Congressional Democrats tried and failed to repeal the SALT deduction cap in 2019, and the party has been divided on this issue during negotiations over a budget reconciliation package for President Joe Biden's $1.75 trillion Build Back Better economic agenda.

House Democrats in 2021 passed a bill that would raise the SALT deduction cap to $80,000 through 2031, when it would return to $10,000. But Republicans are opposed to changing the tax law, and the bill has not advanced in the United States Senate. Some progressive Democrats are also opposed to eliminating the SALT cap, acknowledging that more than 90% of the benefit would go to the top 20% of earners, according to the Tax Policy Center.

Rep.
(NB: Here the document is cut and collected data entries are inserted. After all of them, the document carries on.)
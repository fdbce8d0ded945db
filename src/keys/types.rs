//! Per-driver shared-key material and the injected key store interface.
//!
//! A [`SharedKey`] is the rider-side half of an ECDH pair established
//! out-of-band (via the follow protocol) with exactly one driver. The rider
//! holds the secret half; the driver holds the matching public half. Both
//! sides derive the same symmetric secret from their own private key and the
//! other's public key, which is what makes point-to-point location
//! encryption work.

use std::collections::HashMap;
use std::sync::Mutex;

use nostr::{Keys, PublicKey, SecretKey, Timestamp};
use subtle::ConstantTimeEq;
use zeroize::ZeroizeOnDrop;

use super::error::{KeyError, Result};

/// Rider-side shared-secret key material for one driver.
///
/// Invariants:
/// - at most one active `SharedKey` exists per driver at a time;
/// - `version` strictly increases on rotation;
/// - absence of a `SharedKey` means the driver has not yet shared one
///   (the rider is "pending").
///
/// # Security
///
/// Secret bytes are zeroized on drop and redacted from `Debug` output.
#[derive(Clone, ZeroizeOnDrop)]
pub struct SharedKey {
    /// The secret half (zeroized on drop).
    secret_bytes: [u8; 32],

    /// The public half held by the driver (not sensitive).
    #[zeroize(skip)]
    public_key: PublicKey,

    /// Key version; strictly increasing on rotation.
    #[zeroize(skip)]
    pub version: u32,

    /// When the driver last rotated this key.
    #[zeroize(skip)]
    pub key_updated_at: Timestamp,
}

impl std::fmt::Debug for SharedKey {
    fn fmt(&self, f: &mut std::fmt::Formatter<'_>) -> std::fmt::Result {
        f.debug_struct("SharedKey")
            .field("secret_bytes", &"<redacted>")
            .field("public_key", &self.public_key.to_hex())
            .field("version", &self.version)
            .field("key_updated_at", &self.key_updated_at)
            .finish()
    }
}

impl SharedKey {
    /// Creates a `SharedKey` from raw secret bytes.
    ///
    /// # Errors
    ///
    /// Returns an error if the bytes don't represent a valid secret key.
    pub fn from_secret_bytes(
        secret_bytes: [u8; 32],
        version: u32,
        key_updated_at: Timestamp,
    ) -> Result<Self> {
        let secret_key = SecretKey::from_slice(&secret_bytes)
            .map_err(|e| KeyError::InvalidKeyMaterial(e.to_string()))?;
        let public_key = Keys::new(secret_key).public_key();

        Ok(Self {
            secret_bytes,
            public_key,
            version,
            key_updated_at,
        })
    }

    /// Generates a fresh random shared key.
    ///
    /// Uses the operating system's secure random number generator. Used by
    /// the follow protocol when establishing a new pair; the public half is
    /// what gets handed to the driver.
    #[must_use]
    pub fn generate(version: u32, key_updated_at: Timestamp) -> Self {
        use rand::rngs::OsRng;
        use rand::RngCore;

        // Rejection-sample until the bytes form a valid scalar. In practice
        // the first draw succeeds; invalid scalars have probability ~2^-128.
        loop {
            let mut secret_bytes = [0u8; 32];
            OsRng.fill_bytes(&mut secret_bytes);
            if let Ok(key) = Self::from_secret_bytes(secret_bytes, version, key_updated_at) {
                return key;
            }
        }
    }

    /// Returns the public half held by the driver.
    #[must_use]
    pub const fn public_key(&self) -> PublicKey {
        self.public_key
    }

    /// Reconstructs the secret key for ECDH operations.
    ///
    /// # Errors
    ///
    /// Returns an error if the stored bytes are invalid (only possible if
    /// the store was corrupted after the key was created).
    pub fn secret_key(&self) -> Result<SecretKey> {
        SecretKey::from_slice(&self.secret_bytes)
            .map_err(|e| KeyError::InvalidKeyMaterial(e.to_string()))
    }

    /// Returns a copy of the raw secret bytes for persistence.
    ///
    /// Callers are responsible for zeroizing the copy when done.
    #[must_use]
    pub const fn secret_bytes(&self) -> [u8; 32] {
        self.secret_bytes
    }

    /// Compares secret material in constant time.
    #[must_use]
    pub fn material_eq(&self, other: &Self) -> bool {
        self.secret_bytes.ct_eq(&other.secret_bytes).into()
    }
}

/// Injected `{get, set}`-style store for per-driver shared keys.
///
/// The acceptance pipeline and staleness monitor depend only on this
/// interface, never on ambient process-wide state, so they are testable in
/// isolation per driver.
pub trait KeyStore {
    /// Looks up the active shared key for a driver.
    ///
    /// # Errors
    ///
    /// Returns an error if the underlying store fails.
    fn shared_key(&self, driver: &PublicKey) -> Result<Option<SharedKey>>;

    /// Stores (or replaces) the active shared key for a driver.
    ///
    /// # Errors
    ///
    /// Returns an error if the underlying store fails.
    fn put_shared_key(&self, driver: &PublicKey, key: SharedKey) -> Result<()>;

    /// Removes the active shared key for a driver, if any.
    ///
    /// # Errors
    ///
    /// Returns an error if the underlying store fails.
    fn remove_shared_key(&self, driver: &PublicKey) -> Result<()>;
}

/// In-memory key store.
///
/// Used by embedders that keep the roster elsewhere, and by tests.
#[derive(Debug, Default)]
pub struct MemoryKeyStore {
    keys: Mutex<HashMap<PublicKey, SharedKey>>,
}

impl MemoryKeyStore {
    /// Creates an empty in-memory store.
    #[must_use]
    pub fn new() -> Self {
        Self::default()
    }
}

impl KeyStore for MemoryKeyStore {
    fn shared_key(&self, driver: &PublicKey) -> Result<Option<SharedKey>> {
        let keys = self
            .keys
            .lock()
            .map_err(|e| KeyError::Store(format!("Failed to acquire lock: {e}")))?;
        Ok(keys.get(driver).cloned())
    }

    fn put_shared_key(&self, driver: &PublicKey, key: SharedKey) -> Result<()> {
        let mut keys = self
            .keys
            .lock()
            .map_err(|e| KeyError::Store(format!("Failed to acquire lock: {e}")))?;
        keys.insert(*driver, key);
        Ok(())
    }

    fn remove_shared_key(&self, driver: &PublicKey) -> Result<()> {
        let mut keys = self
            .keys
            .lock()
            .map_err(|e| KeyError::Store(format!("Failed to acquire lock: {e}")))?;
        keys.remove(driver);
        Ok(())
    }
}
Alexandria Ocasio-Cortez (D-N.Y.) tweeted in September that "a full 100% SALT repeal means major tax breaks for extremely high-net worth individuals and billionaires. Why do that?"

I am open to taking a look at SALT and addressing concerns for families put under the squeeze in high cost of living areas.\n\nBut a full 100% SALT repeal means major tax breaks for extremely high-net worth individuals and billionaires. Why do that?
— Alexandria Ocasio-Cortez (@Alexandria Ocasio-Cortez) 1631896426

It is unlikely that Congress will come to an agreement to repeal or limit the SALT cap before the midterm elections in November, when Republicans are widely expected to reclaim a legislative majority and put the issue to rest.

The current SALT deduction cap will expire in 2025.